For NK cell expansion, CD16+ cells were isolated from the T/NK-enriched fraction obtained after nylon wool column separation. CD16-expressing cells were labeled with 0.5 μg/ml anti-human CD16 antibody (Clone KD1, Biorad) per 107 cells for 20 min in PBS + 0.2% BSA + 2 mM EDTA at 4°C. After washing, cells were incubated with anti-mouse IgG-microbeads (Miltenyi) (20 μl/107 cells) for 20 min in PBS + 0.2% BSA + 2 mM EDTA at 4°C, washed and eluted on LS column according to the manufacturer's protocol (Miltenyi). CD16+ isolated cells (2 × 105 per well) were expanded with 2,000 IU/mL human IL-2 or 100 ng/mL ovine IL-2 for 21–28 days in 96 well U-bottom plates (27, 28). IL-2-supplemented media was replenished every 2–3 days, and cells split 1:2 every 5–7 days. CD16 expression was assessed by flow cytometry prior to use and cultures typically contained >40% CD16+ cells after expansion.

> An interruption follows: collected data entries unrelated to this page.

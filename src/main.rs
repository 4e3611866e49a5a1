//! Session worker CLI
//!
//! Offline tooling for the worker: number resolution, effective configuration
//! and credential storage housekeeping.

use anyhow::{Context, Result};
use clap::{Parser, Subcommand};
use session_worker::config::Config;
use session_worker::numbering::NumberingPlan;
use session_worker::store::{CredentialStore, FileCredentialStore};
use std::path::PathBuf;
use std::time::Duration;
use tracing::info;
use tracing_subscriber::EnvFilter;

const SECS_PER_DAY: u64 = 24 * 60 * 60;

/// Session worker - chat sessions behind a message queue
#[derive(Parser)]
#[command(name = "session-worker")]
#[command(about = "Inspect and maintain a session worker's configuration and storage")]
struct Cli {
    #[command(subcommand)]
    command: Commands,
}

#[derive(Subcommand)]
enum Commands {
    /// Print the candidate addresses for a phone number
    Resolve {
        /// Phone number in any format
        number: String,
    },

    /// Print the effective configuration as JSON
    Config,

    /// Stored session credentials
    Sessions {
        #[command(subcommand)]
        command: SessionsCommand,
    },
}

#[derive(Subcommand)]
enum SessionsCommand {
    /// List accounts with stored credentials
    List,

    /// Show storage usage as JSON
    Stats,

    /// Delete credentials not updated for a while
    Cleanup {
        /// Maximum age in days
        #[arg(long, default_value = "7")]
        max_age_days: u64,
    },

    /// Copy one account's credentials into a backup directory
    Backup {
        account_id: i64,
        dir: PathBuf,
    },
}

#[tokio::main]
async fn main() -> Result<()> {
    let cli = Cli::parse();
    let config = Config::from_env().context("invalid configuration")?;

    // Initialize logging
    let filter = EnvFilter::try_from_default_env()
        .unwrap_or_else(|_| EnvFilter::new(&config.log_level));

    tracing_subscriber::fmt()
        .with_env_filter(filter)
        .with_target(false)
        .with_writer(std::io::stderr)
        .init();

    match cli.command {
        Commands::Resolve { number } => cmd_resolve(&number),
        Commands::Config => cmd_config(&config),
        Commands::Sessions { command } => {
            let store = FileCredentialStore::new(&config.session_dir);
            match command {
                SessionsCommand::List => cmd_sessions_list(&store).await,
                SessionsCommand::Stats => cmd_sessions_stats(&store),
                SessionsCommand::Cleanup { max_age_days } => {
                    cmd_sessions_cleanup(&store, max_age_days)
                }
                SessionsCommand::Backup { account_id, dir } => {
                    cmd_sessions_backup(&store, account_id, &dir)
                }
            }
        }
    }
}

fn cmd_resolve(number: &str) -> Result<()> {
    for address in NumberingPlan::default().addresses(number) {
        println!("{}", address);
    }
    Ok(())
}

fn cmd_config(config: &Config) -> Result<()> {
    println!("{}", serde_json::to_string_pretty(config)?);
    Ok(())
}

async fn cmd_sessions_list(store: &FileCredentialStore) -> Result<()> {
    let stored = store.list().await?;
    if stored.is_empty() {
        println!("No stored sessions in {}", store.dir().display());
        return Ok(());
    }

    println!("{:<12} {:<16} UPDATED", "ACCOUNT", "PHONE");
    for creds in stored {
        println!(
            "{:<12} {:<16} {}",
            creds.account_id,
            creds.phone_number,
            creds.updated_at.format("%Y-%m-%d %H:%M:%S")
        );
    }
    Ok(())
}

fn cmd_sessions_stats(store: &FileCredentialStore) -> Result<()> {
    let stats = store.stats()?;
    println!("{}", serde_json::to_string_pretty(&stats)?);
    Ok(())
}

fn cmd_sessions_cleanup(store: &FileCredentialStore, max_age_days: u64) -> Result<()> {
    let max_age = Duration::from_secs(max_age_days.saturating_mul(SECS_PER_DAY));
    let removed = store.cleanup_older_than(max_age)?;
    info!(removed = removed.len(), max_age_days, "Cleanup complete");

    if removed.is_empty() {
        println!("No sessions older than {} days", max_age_days);
    } else {
        for account_id in &removed {
            println!("Removed account {}", account_id);
        }
    }
    Ok(())
}

fn cmd_sessions_backup(
    store: &FileCredentialStore,
    account_id: i64,
    dir: &std::path::Path,
) -> Result<()> {
    let path = store
        .backup(account_id, dir)
        .with_context(|| format!("backup of account {} failed", account_id))?;
    println!("Backed up account {} to {}", account_id, path.display());
    Ok(())
}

Flow Cytometry and Cytotoxicity Assays
For flow cytometry staining, cells were incubated with antibody or naïve/immune serum (1:400 dilution) for 20 min on ice in PBS stain buffer (PBS + 2% FBS + 0.03% sodium azide). Cells were then washed and incubated with secondary antibodies if necessary for 20 min on ice in PBS stain buffer. Cells were fixed in 1% paraformaldehyde (PFA) prior to acquisition. For intracellular staining, cells were fixed in 4% PFA, permeabilized and stained in PBS stain buffer supplemented with 0.2% saponin. All appropriate isotype, secondary antibody alone, naïve serum, and fluorescence minus one channel controls were performed.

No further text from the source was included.